This post is co-authored with Eric Boyer and Maria Hristova of Firmex.
Firmex is a leading Virtual Data Room provider with more than 20,000 new rooms opened every year. Customers upload thousands of documents of any size to be shared and downloaded tens of thousands of times while enforcing access control and permissions. Firmex has a long-proven history of security and availability that their customers rely on for their due diligence needs.
When using Firmex’s SaaS service, customers want to make sure their data is isolated and protected from other customers using the service. To meet that requirement, Firmex employs a strict data isolation strategy of containing customer data in a set of individual databases. Each customer has one tenant database and any number of additional databases to host each of their projects. For the application’s behavior, it relies heavily on over a hundred stored procedures for data access and modification.
The data architecture shown above offers numerous benefits in the context of Virtual Data Rooms, including simple data partitioning, security isolation, access control, and rebalancing. Firmex had around 65,000 databases running across four Microsoft SQL Servers in an on-premises data center deployed following this architecture. Many small databases allowed Firmex’s engineers to invest in horizontal scaling instead of needing to invest in ever larger machines. However, there were also drawbacks related to the sheer number of databases. Some of the problems included slowly approaching the maximum limit of the number of databases on each server of 32,000, managing backups for the large set of databases, and managing changes across the databases. Additionally, the licensing terms for this setup weren’t favorable, and upgrading was also more difficult.

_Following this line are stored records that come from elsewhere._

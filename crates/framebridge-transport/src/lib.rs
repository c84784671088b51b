//! Cross-document messaging transport abstraction.
//!
//! This is the lowest layer of framebridge. It models the host runtime's
//! messaging primitive: post a structured message to a target window with a
//! declared target origin, and receive messages through a listener that sees
//! the sender's origin, the data and the source window.
//!
//! - [`Window`] is the seam every endpoint talks to.
//! - [`ListenerHandle`] owns one listener registration and releases it on
//!   [`ListenerHandle::remove`] or drop.
//! - [`MessageBus`] is an in-memory, same-process implementation with
//!   browser-like queued delivery.

pub mod bus;
pub mod error;
pub mod traits;

pub use bus::{BusWindow, MessageBus};
pub use error::{Result, TransportError};
pub use traits::{
    origin_of, FrameElement, ListenerHandle, MessageEvent, MessageHandler, Window, WindowId,
    ANY_ORIGIN, OPAQUE_ORIGIN, SAME_ORIGIN,
};
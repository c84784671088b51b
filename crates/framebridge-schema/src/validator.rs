use jsonschema::Validator;
use serde_json::Value;

use crate::error::{Result, SchemaError};

/// Most validation errors folded into one message.
const MAX_REPORTED_ERRORS: usize = 4;

pub(crate) fn validate_payload(command: &str, payload: &Value, validator: &Validator) -> Result<()> {
    let errors: Vec<String> = validator
        .iter_errors(payload)
        .take(MAX_REPORTED_ERRORS)
        .map(|err| err.to_string())
        .collect();

    if errors.is_empty() {
        return Ok(());
    }
    Err(SchemaError::ValidationFailed {
        command: command.to_string(),
        message: errors.join("; "),
    })
}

In this post, we discuss how and why Firmex migrated 65,000 databases heterogeneously from their on-premises SQL Server to Amazon Aurora PostgreSQL-Compatible Edition.
Challenges with the Current Architecture
The absolute number of databases that Firmex managed was a closely monitored metric due to the hard limit in SQL Server. In 2020, Firmex’s engineers determined that they were fast approaching the database limit. At the current creation levels, they had less than one year until the limit was hit. Cloud providers limit the number of databases that can be created on any instance. This was the major roadblock in adopting the cloud for Firmex’s data storage. Finding a solution that fit their data model in the cloud was the priority.
In their effort to address the growing number of databases, they proceeded with the approach of shifting tenant isolation from a database-based isolation solution to a schema-based isolation solution. Having tenants separated by schemas was to allow the application to operate within database limit restrictions and give the same isolation benefits. A comparison was done with SQL Server schema isolation compared to PostgreSQL schema isolation. The major benefit of PostgreSQL in comparison was being able to use the search_path feature by specifying a customer data schema, a code schema to share functions, and a common schema. SQL Server was unable to provide this level of control on object resolution and would require code to be deployed to each individual schema, taking too long for deployments. There was also a need to evaluate the potential for schema isolation. Firmex’s engineers along with the team of AWS Specialist Solutions Architects explored the other features as well as the cost, reliability, and performance. Aurora PostgreSQL-Compatible had very attractive price-performance ratios, and Firmex would be able to use AWS Graviton processors to get a larger memory allocation to benefit the application. The benefits of having multi-AZ failovers simplified their processes for providing high availability with the service, with Aurora taking over replication management across Availability Zones.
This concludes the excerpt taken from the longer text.